All that should come back is the lines of the data below from the one containing "pub struct ProviderClient" to the one containing "let base_url = base_url.into();", inclusive, exactly as they stand.

== Given data ==

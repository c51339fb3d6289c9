//! Provider HTTP client
//!
//! Shared plumbing for the provider's AJAX endpoints: one `reqwest::Client`
//! with a per-request timeout, plus the header set every call (including
//! playlist fetches) must carry.

use reqwest::header::{HeaderMap, HeaderName, HeaderValue, ACCEPT, REFERER, USER_AGENT};
use serde::de::DeserializeOwned;
use serde::Deserialize;
use std::time::Duration;

use crate::config::{Config, DEFAULT_BASE_URL};
use crate::error::{ResolveError, Result};

/// Provider AJAX client
#[derive(Debug, Clone)]
pub struct ProviderClient {
    base_url: String,
    http: reqwest::Client,
    headers: HeaderMap,
}

/// `{status, html}` envelope used by the server-list and episode-list endpoints
#[derive(Debug, Deserialize)]
pub(crate) struct AjaxHtml {
    #[serde(default)]
    pub status: bool,
    #[serde(default)]
    pub html: String,
}

impl ProviderClient {
    /// Create a client from configuration
    pub fn new(config: &Config) -> Self {
        Self::build(config.base_url(), config.request_timeout(), &config.user_agent)
    }

    /// Create a client with a custom base URL (for testing)
    pub fn with_base_url(base_url: impl Into<String>) -> Self {
        let defaults = Config::default();
        let base_url = base_url.into();
        Self::build(
            base_url.trim_end_matches('/'),
            defaults.request_timeout(),
            &defaults.user_agent,
        )
    }

    fn build(base_url: &str, timeout: Duration, user_agent: &str) -> Self {
        let base_url = if base_url.is_empty() {
            DEFAULT_BASE_URL.to_string()
        } else {
            base_url.to_string()
        };

        Self {
            headers: default_headers(&base_url, user_agent),
            http: reqwest::Client::builder()
                .timeout(timeout)
                .build()
                .unwrap_or_default(),
            base_url,
        }
    }

    pub fn base_url(&self) -> &str {
        &self.base_url
    }

    /// Headers sent with every provider request
    pub fn headers(&self) -> &HeaderMap {
        &self.headers
    }

    /// Underlying HTTP client (shares timeout settings)
    pub fn http(&self) -> &reqwest::Client {
        &self.http
    }

    /// Absolute URL for a provider path
    pub(crate) fn url(&self, path: &str) -> String {
        format!("{}{}", self.base_url, path)
    }

    /// GET a provider URL and return the body as text
    pub(crate) async fn get_text(&self, url: &str) -> Result<String> {
        let response = self
            .http
            .get(url)
            .headers(self.headers.clone())
            .send()
            .await?;

        let status = response.status();
        if !status.is_success() {
            return Err(ResolveError::Remote {
                status: status.as_u16(),
                url: url.to_string(),
            });
        }

        response
            .text()
            .await
            .map_err(|e| ResolveError::Network(format!("failed to read body of {}: {}", url, e)))
    }

    /// GET a provider URL and decode the JSON body
    pub(crate) async fn get_json<T: DeserializeOwned>(&self, url: &str) -> Result<T> {
        let body = self.get_text(url).await?;
        serde_json::from_str(&body)
            .map_err(|e| ResolveError::Decode(format!("{}: {}", url, e)))
    }
}

fn default_headers(base_url: &str, user_agent: &str) -> HeaderMap {
    let mut headers = HeaderMap::new();
    headers.insert(ACCEPT, HeaderValue::from_static("*/*"));
    headers.insert(
        HeaderName::from_static("x-requested-with"),
        HeaderValue::from_static("XMLHttpRequest"),
    );

    match HeaderValue::from_str(&format!("{}/", base_url)) {
        Ok(value) => {
            headers.insert(REFERER, value);
        }
        Err(e) => tracing::warn!(base_url, error = %e, "base URL is not a valid Referer header"),
    }
    match HeaderValue::from_str(user_agent) {
        Ok(value) => {
            headers.insert(USER_AGENT, value);
        }
        Err(e) => tracing::warn!(error = %e, "configured user agent is not a valid header value"),
    }

    headers
}

/// Parse a CSS selector; selectors are static so a failure is a programming error
pub(crate) fn selector(css: &str) -> Result<scraper::Selector> {
    scraper::Selector::parse(css)
        .map_err(|e| ResolveError::Decode(format!("invalid selector {}: {:?}", css, e)))
}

===

> Response below:
pub struct ProviderClient {
    base_url: String,
    http: reqwest::Client,
    headers: HeaderMap,
}

/// `{status, html}` envelope used by the server-list and episode-list endpoints
#[derive(Debug, Deserialize)]
pub(crate) struct AjaxHtml {
    #[serde(default)]
    pub status: bool,
    #[serde(default)]
    pub html: String,
}

impl ProviderClient {
    /// Create a client from configuration
    pub fn new(config: &Config) -> Self {
        Self::build(config.base_url(), config.request_timeout(), &config.user_agent)
    }

    /// Create a client with a custom base URL (for testing)
    pub fn with_base_url(base_url: impl Into<String>) -> Self {
        let defaults = Config::default();
        let base_url = base_url.into();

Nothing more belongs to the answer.